Audrey had been at home two weeks, but, she wrote to her granny, "it seems like two months, and such long ones. Mother seems to be going on very well, but nothing else does. Everything else seems all wrong. The house is so shabby and untidy, and no one seems to try to keep it neat. I am always telling them about it, and then they turn round and say I am nagging. Oh, granny, I shall be so glad when next year comes, and I can come back to you. I miss you dreadfully."

What she really missed was her comfort, and the little luxuries her grandmother had surrounded her with as a matter of course. "I am going to try to have a room to myself, I simply can't bear things as they are. With love, your affectionate grandchild, Audrey."

Having sealed and directed her letter, Audrey rose, crept softly out of the bedroom, and up the steep stairs to the attics. She really was going to see about getting one for herself. If the empty one was at all suitable she was going straight to her mother to ask if she might have it. If it was not suitable! She did not let her mind dwell on such a possibility, it would be too dreadful to bear—after all the hopes she had built up.

She had shared the room with Faith and Joan for a fortnight, and she simply could not stand it any longer. The children seemed to forget that it was not their nursery still, and spent half their time there. She had never been able to put out her writing-case and work-basket, or her books and ornaments, for there was no room. Nor would she have done so if there had been, for the children would have been always handling them, and spoiling them all.
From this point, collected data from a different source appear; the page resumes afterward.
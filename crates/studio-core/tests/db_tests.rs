use studio_core::{
    reorder::is_dense, CollectionId, CollectionKind, Database, ItemPayload, PositionUpdate,
    StudioError,
};
use tempfile::NamedTempFile;

/// Helper function to create a temporary database for testing
fn create_test_db() -> (NamedTempFile, Database) {
    let temp_file = NamedTempFile::new().expect("Failed to create temporary file");
    let db = Database::new(temp_file.path()).expect("Failed to create test database");
    (temp_file, db)
}

fn phones() -> CollectionId {
    CollectionId::new("lumen", CollectionKind::PhoneNumber)
}

fn phone(number: &str) -> ItemPayload {
    ItemPayload::PhoneNumber {
        number: number.to_string(),
        label: None,
    }
}

/// Creates the `lumen` studio with one phone per number.
fn seed_phones(db: &mut Database, numbers: &[&str]) -> Vec<String> {
    db.create_studio("lumen", "Lumen Photography")
        .expect("Failed to create studio");
    numbers
        .iter()
        .map(|number| {
            db.add_item(&phones(), &phone(number))
                .expect("Failed to add item")
                .id
        })
        .collect()
}

fn numbers(db: &Database) -> Vec<String> {
    db.get_items(&phones())
        .expect("Failed to get items")
        .into_iter()
        .map(|item| item.payload.title().to_string())
        .collect()
}

#[test]
fn test_database_initialization_is_repeatable() {
    let temp_file = NamedTempFile::new().unwrap();
    {
        let mut db = Database::new(temp_file.path()).unwrap();
        db.create_studio("lumen", "Lumen").unwrap();
    }

    let db = Database::new(temp_file.path()).unwrap();
    assert_eq!(db.list_studios().unwrap().len(), 1);
}

#[test]
fn test_create_studio_validates_slug() {
    let (_temp_file, mut db) = create_test_db();

    for slug in ["", "Lumen", "lumen studio", "lumen_studio"] {
        let result = db.create_studio(slug, "Lumen");
        assert!(
            matches!(result, Err(StudioError::InvalidInput { ref field, .. }) if field == "slug"),
            "{slug:?} should be rejected"
        );
    }
    assert!(db.create_studio("lumen-2", "Lumen").is_ok());
}

#[test]
fn test_duplicate_slug_is_rejected() {
    let (_temp_file, mut db) = create_test_db();
    db.create_studio("lumen", "Lumen").unwrap();

    let result = db.create_studio("lumen", "Other");
    assert!(matches!(result, Err(StudioError::InvalidInput { .. })));
    assert_eq!(db.get_studio("lumen").unwrap().unwrap().name, "Lumen");
}

#[test]
fn test_items_need_an_existing_studio() {
    let (_temp_file, mut db) = create_test_db();

    let result = db.add_item(&phones(), &phone("555-0100"));
    assert!(matches!(result, Err(StudioError::StudioNotFound { .. })));
    assert!(matches!(
        db.get_items(&phones()),
        Err(StudioError::StudioNotFound { .. })
    ));
}

#[test]
fn test_add_item_rejects_payload_of_another_kind() {
    let (_temp_file, mut db) = create_test_db();
    seed_phones(&mut db, &[]);

    let result = db.add_item(
        &phones(),
        &ItemPayload::SocialLink {
            platform: "Instagram".to_string(),
            url: "https://instagram.com/lumen".to_string(),
        },
    );
    assert!(
        matches!(result, Err(StudioError::InvalidInput { ref field, .. }) if field == "payload")
    );
}

#[test]
fn test_add_item_appends_at_len() {
    let (_temp_file, mut db) = create_test_db();
    let ids = seed_phones(&mut db, &["555-0100", "555-0101", "555-0102"]);

    let items = db.get_items(&phones()).unwrap();
    assert_eq!(items.len(), 3);
    assert!(is_dense(&items));
    assert!(ids.iter().all(|id| id.starts_with("ph_")));
}

#[test]
fn test_reorder_rewrites_all_positions() {
    let (_temp_file, mut db) = create_test_db();
    let ids = seed_phones(&mut db, &["A", "B", "C"]);

    db.reorder_items(
        &phones(),
        &[
            PositionUpdate::new(&ids[2], 0),
            PositionUpdate::new(&ids[0], 1),
            PositionUpdate::new(&ids[1], 2),
        ],
    )
    .unwrap();

    assert_eq!(numbers(&db), ["C", "A", "B"]);
    assert!(is_dense(&db.get_items(&phones()).unwrap()));
}

#[test]
fn test_position_rewrites_keep_item_timestamps() {
    let (_temp_file, mut db) = create_test_db();
    let ids = seed_phones(&mut db, &["A", "B", "C"]);
    let before = db.get_items(&phones()).unwrap();

    db.reorder_items(
        &phones(),
        &[
            PositionUpdate::new(&ids[1], 0),
            PositionUpdate::new(&ids[2], 1),
            PositionUpdate::new(&ids[0], 2),
        ],
    )
    .unwrap();
    db.remove_item(&phones(), &ids[1]).unwrap();

    for item in db.get_items(&phones()).unwrap() {
        let original = before.iter().find(|b| b.id == item.id).unwrap();
        assert_eq!(item.updated_at, original.updated_at, "{}", item.id);
        assert_eq!(item.created_at, original.created_at, "{}", item.id);
    }
}

#[test]
fn test_invalid_reorders_write_nothing() {
    let (_temp_file, mut db) = create_test_db();
    let ids = seed_phones(&mut db, &["A", "B", "C"]);

    let invalid: Vec<Vec<PositionUpdate>> = vec![
        // missing an item
        vec![PositionUpdate::new(&ids[1], 0), PositionUpdate::new(&ids[0], 1)],
        // duplicated position
        vec![
            PositionUpdate::new(&ids[1], 0),
            PositionUpdate::new(&ids[0], 0),
            PositionUpdate::new(&ids[2], 1),
        ],
        // gap
        vec![
            PositionUpdate::new(&ids[1], 0),
            PositionUpdate::new(&ids[0], 1),
            PositionUpdate::new(&ids[2], 3),
        ],
        // unknown id
        vec![
            PositionUpdate::new(&ids[1], 0),
            PositionUpdate::new(&ids[0], 1),
            PositionUpdate::new("ph_999", 2),
        ],
        // id of another kind
        vec![
            PositionUpdate::new(&ids[1], 0),
            PositionUpdate::new(&ids[0], 1),
            PositionUpdate::new(ids[2].replace("ph_", "ps_"), 2),
        ],
    ];

    for positions in invalid {
        let result = db.reorder_items(&phones(), &positions);
        assert!(
            matches!(result, Err(StudioError::InvalidInput { ref field, .. }) if field == "positions"),
            "{positions:?} should be rejected"
        );
        assert_eq!(numbers(&db), ["A", "B", "C"]);
    }
}

#[test]
fn test_remove_recompacts_positions() {
    let (_temp_file, mut db) = create_test_db();
    let ids = seed_phones(&mut db, &["A", "B", "C", "D", "E"]);

    db.remove_item(&phones(), &ids[1]).unwrap();
    assert_eq!(numbers(&db), ["A", "C", "D", "E"]);
    assert!(is_dense(&db.get_items(&phones()).unwrap()));

    db.remove_item(&phones(), &ids[4]).unwrap();
    db.remove_item(&phones(), &ids[0]).unwrap();
    assert_eq!(numbers(&db), ["C", "D"]);
    assert!(is_dense(&db.get_items(&phones()).unwrap()));
}

#[test]
fn test_removed_ids_are_never_reused() {
    let (_temp_file, mut db) = create_test_db();
    let ids = seed_phones(&mut db, &["A"]);

    db.remove_item(&phones(), &ids[0]).unwrap();
    let next = db.add_item(&phones(), &phone("B")).unwrap();

    assert_ne!(next.id, ids[0]);
    assert_eq!(next.position, 0);
}

#[test]
fn test_remove_missing_item() {
    let (_temp_file, mut db) = create_test_db();
    seed_phones(&mut db, &["A"]);

    for id in ["ph_999", "garbage", "ps_1"] {
        let result = db.remove_item(&phones(), id);
        assert!(matches!(result, Err(StudioError::ItemNotFound { .. })));
    }
    assert_eq!(numbers(&db), ["A"]);
}

#[test]
fn test_update_item_keeps_position() {
    let (_temp_file, mut db) = create_test_db();
    let ids = seed_phones(&mut db, &["A", "B"]);

    let updated = db
        .update_item(
            &phones(),
            &ids[1],
            &ItemPayload::PhoneNumber {
                number: "555-0199".to_string(),
                label: Some("Bookings".to_string()),
            },
        )
        .unwrap();

    assert_eq!(updated.position, 1);
    assert_eq!(numbers(&db), ["A", "555-0199"]);
}

#[test]
fn test_delete_studio_cascades_to_items() {
    let (_temp_file, mut db) = create_test_db();
    seed_phones(&mut db, &["A", "B"]);
    db.create_studio("other", "Other").unwrap();
    let other = CollectionId::new("other", CollectionKind::PhoneNumber);
    db.add_item(&other, &phone("C")).unwrap();

    db.delete_studio("lumen").unwrap();

    assert!(db.get_studio("lumen").unwrap().is_none());
    assert_eq!(db.get_items(&other).unwrap().len(), 1);

    // A recreated studio starts with empty lists.
    db.create_studio("lumen", "Lumen again").unwrap();
    assert!(db.get_items(&phones()).unwrap().is_empty());
}

#[test]
fn test_rename_missing_studio() {
    let (_temp_file, mut db) = create_test_db();
    let result = db.rename_studio("ghost", "Ghost");
    assert!(matches!(result, Err(StudioError::StudioNotFound { .. })));
}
And now, even while she was writing, Debby had upset the water-jug all over the floor, and Joan had danced all over the beds; and really it was more than Audrey could endure any longer.

"I can't be expected to," she said to herself, as she mounted the attic stairs, "anything would be better than that muddle."

The attic on the extreme left was a box-room, she knew, and the one in the middle was the servant's room, so she opened the third door. The box-room faced the east; the servant's room looked out over the front garden and the road; the third one—Audrey's—looked out to the west, and down over the village and the church, to where the hill wound up and up to the heather-clad moor.

As she opened the door the room felt close and musty, but a flood of sunshine poured in through the closed window, to welcome her. "Oh, how jolly! I must have this! I must! I must! I could make a splendid room of it."

She went over and threw up the window wide, then faced about and examined the place more closely. "There is heaps of room, and I am sure I could make it ever so nice. The bed could stand there, and the chest of drawers facing the window, and—oh, I could have a real writing table by the window. I could do real work if I had this all nice and quiet to myself, with my things about—and this view to look out at! I shall go and ask mother this very minute!" and with cheeks pink with excitement she tore down the bare stairs and along the corridor as though she was afraid she would lose her chance if she waited a moment.

But at her mother's door she found her father standing, talking to Dr. Gray. The doctor looked round at her with a little frown on his brow, and put up his finger for silence. "Your mother is trying to sleep," he said rather sharply. "She had a bad night. Will you try and keep the house as quiet as possible, Miss Audrey, please?"